Wow I never would have thought that. I can't wait to see what she looks like in the summer! I have never heard of a red roan until I got her.


----------



## animalartcreations (Oct 26, 2010)

We have both a blue roan and a red roan. Each looks solid colored in the winter and then their bodies shed out lighter in the spring. In the pasture right now, it looks like we have a black and a sorrel.


----------



## babyb (Oct 18, 2009)

Do you have any pics of what they look like in the summer?


----------



## animalartcreations (Oct 26, 2010)

Our blue roan and our red roan


----------



## babyb (Oct 18, 2009)

Oh they are beautiful!!!!


----------



## aggiegirl14 (Dec 22, 2011)

I have an overo paint that roans out in the summer, but right now her non white parts just look solid. Assuming the guy wasn't lying to you for some reason, you should definitely have a roan! It kinda cool that her color will be a surprise when she sheds out 

Here's Fancy in the winter and in the summer. You can't see the roan hairs well in the summer, but you can tell she is much lighter and up close she is very roaned!


----------



## mystykat (Dec 4, 2011)




----------



## Country Woman (Dec 14, 2011)

I enjoyed all your horse pictures


----------



## babyb (Oct 18, 2009)

I love the pictures! You all have beautiful horses! I can't wait to see what mine will look like. It's on her papers she is a red roan. I wish I can post pics on here but I have to do everything over my phone so it's harder to post.


----------



## ponyvoog (Dec 24, 2011)

Both my horses are quite different from winter to summer.


----------



## HarleyD (Feb 12, 2012)

Harley is a red roan too. He REALLY changes from winter to summer. And I just noticed yesterday that his coal black mane has all of a sudden started getting white hairs in it. So it is going to be really interesting to see what he looks like this spring. Roans are the best cause each spring it is a big suprise as to what color they will be This year. LOL Here is a pic of him this past summer and one taken about three days ago.


----------



## Chiilaa (Aug 12, 2010)

Harley your horse is a bay roan. Red roan usually refers to a chestnut based roan, not a bay based roan


----------



## HarleyD (Feb 12, 2012)

Here are a couple of other pictures of him from July. He really does change colors throughout the year. Do you still think he is a bay roan??


----------



## NdAppy (Apr 8, 2009)

Yes he is a bay roan.


----------



## Adenfire (Dec 2, 2010)

i have a Silver Bay Roan that changes every year..he's never been the same twice  this is him throughout the year, yes he's a mini so he's been clipped...i only clip him once a year cuz he ends up that ugly grey color


----------



## babyb (Oct 18, 2009)

I wish I knew how to post pics of misty. She is a sorral color right now I'm startin to see a lot of white hair showing through


----------



## Bridgertrot (Dec 2, 2011)

HarleyD said:


> Here are a couple of other pictures of him from July. He really does change colors throughout the year. Do you still think he is a bay roan??
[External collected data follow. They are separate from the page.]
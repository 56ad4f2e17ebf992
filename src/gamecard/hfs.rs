//! HFS0 (hashed filesystem) partitions, the container format used by
//! gamecards.
//!
//! The root partition names the child partitions (`update`, `logo`,
//! `normal`, `secure`); each child holds the actual content files. Every
//! partition header carries a SHA-256 hash per entry, and the header
//! itself is verified against a hash stored one level up (the signed
//! gamecard header for the root, the root entry for children).

use binrw::prelude::*;

use crate::crypto;
use crate::error::{Error, HeaderKind, Result};
use crate::io::{SharedStorage, VirtualStorage, align_up};

use super::header::GAMECARD_PAGE_SIZE;

pub const HFS0_MAGIC: &[u8; 4] = b"HFS0";
pub const HFS0_HEADER_SIZE: u64 = 0x10;
pub const HFS0_ENTRY_SIZE: u64 = 0x40;

/// Known Hash FS partitions on a gamecard.
#[derive(Debug, Clone, Copy, PartialEq, Eq, Hash)]
pub enum HfsPartitionType {
    Root,
    Update,
    Logo,
    Normal,
    Secure,
    Boot,
}

impl HfsPartitionType {
    pub fn name(self) -> &'static str {
        match self {
            HfsPartitionType::Root => "root",
            HfsPartitionType::Update => "update",
            HfsPartitionType::Logo => "logo",
            HfsPartitionType::Normal => "normal",
            HfsPartitionType::Secure => "secure",
            HfsPartitionType::Boot => "boot",
        }
    }

    pub fn from_name(name: &str) -> Option<Self> {
        match name {
            "root" => Some(HfsPartitionType::Root),
            "update" => Some(HfsPartitionType::Update),
            "logo" => Some(HfsPartitionType::Logo),
            "normal" => Some(HfsPartitionType::Normal),
            "secure" => Some(HfsPartitionType::Secure),
            "boot" => Some(HfsPartitionType::Boot),
            _ => None,
        }
    }
}

#[binrw]
#[brw(little, magic = b"HFS0")]
#[derive(Debug, Clone)]
struct RawHfsHeader {
    entry_count: u32,
    name_table_size: u32,
    _reserved: [u8; 4],
}

#[binrw]
#[brw(little)]
#[derive(Debug, Clone)]
struct RawHfsEntry {
    offset: u64,
    size: u64,
    name_offset: u32,
    hash_target_size: u32,
    hash_target_offset: u64,
    hash: [u8; 0x20],
}

/// A single named entry inside a Hash FS partition.
#[derive(Debug, Clone)]
pub struct HfsEntry {
    pub name: String,
    /// Offset relative to the end of the partition header.
    pub offset: u64,
    pub size: u64,
    /// Extent of this entry's data covered by `hash`.
    pub hash_target_offset: u64,
    pub hash_target_size: u32,
    pub hash: [u8; 0x20],
}

/// A parsed Hash FS partition bound to its backing storage.
pub struct HashFs {
    partition_type: HfsPartitionType,
    /// Partition offset, absolute within the backing storage.
    offset: u64,
    /// Partition size (header included).
    size: u64,
    /// Full header size, page aligned.
    header_size: u64,
    entries: Vec<HfsEntry>,
    storage: SharedStorage,
}

impl std::fmt::Debug for HashFs {
    fn fmt(&self, f: &mut std::fmt::Formatter<'_>) -> std::fmt::Result {
        f.debug_struct("HashFs")
            .field("partition_type", &self.partition_type)
            .field("offset", &self.offset)
            .field("size", &self.size)
            .field("header_size", &self.header_size)
            .field("entries", &self.entries)
            .finish_non_exhaustive()
    }
}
Yep he's a bay roan. Mane and tail are black...if he was a red roan he'd have a red mane/tail as you would find on a chestnut (since that's the base of a red roan).


----------



## babyb (Oct 18, 2009)

Misty has a red mane/tail, but she has a lot of white hair mixed in it
_Posted via Mobile Device_


----------



## babyb (Oct 18, 2009)

Harley is a BEAUTIFUL horse, I love the summer coat color!!!
_Posted via Mobile Device_


----------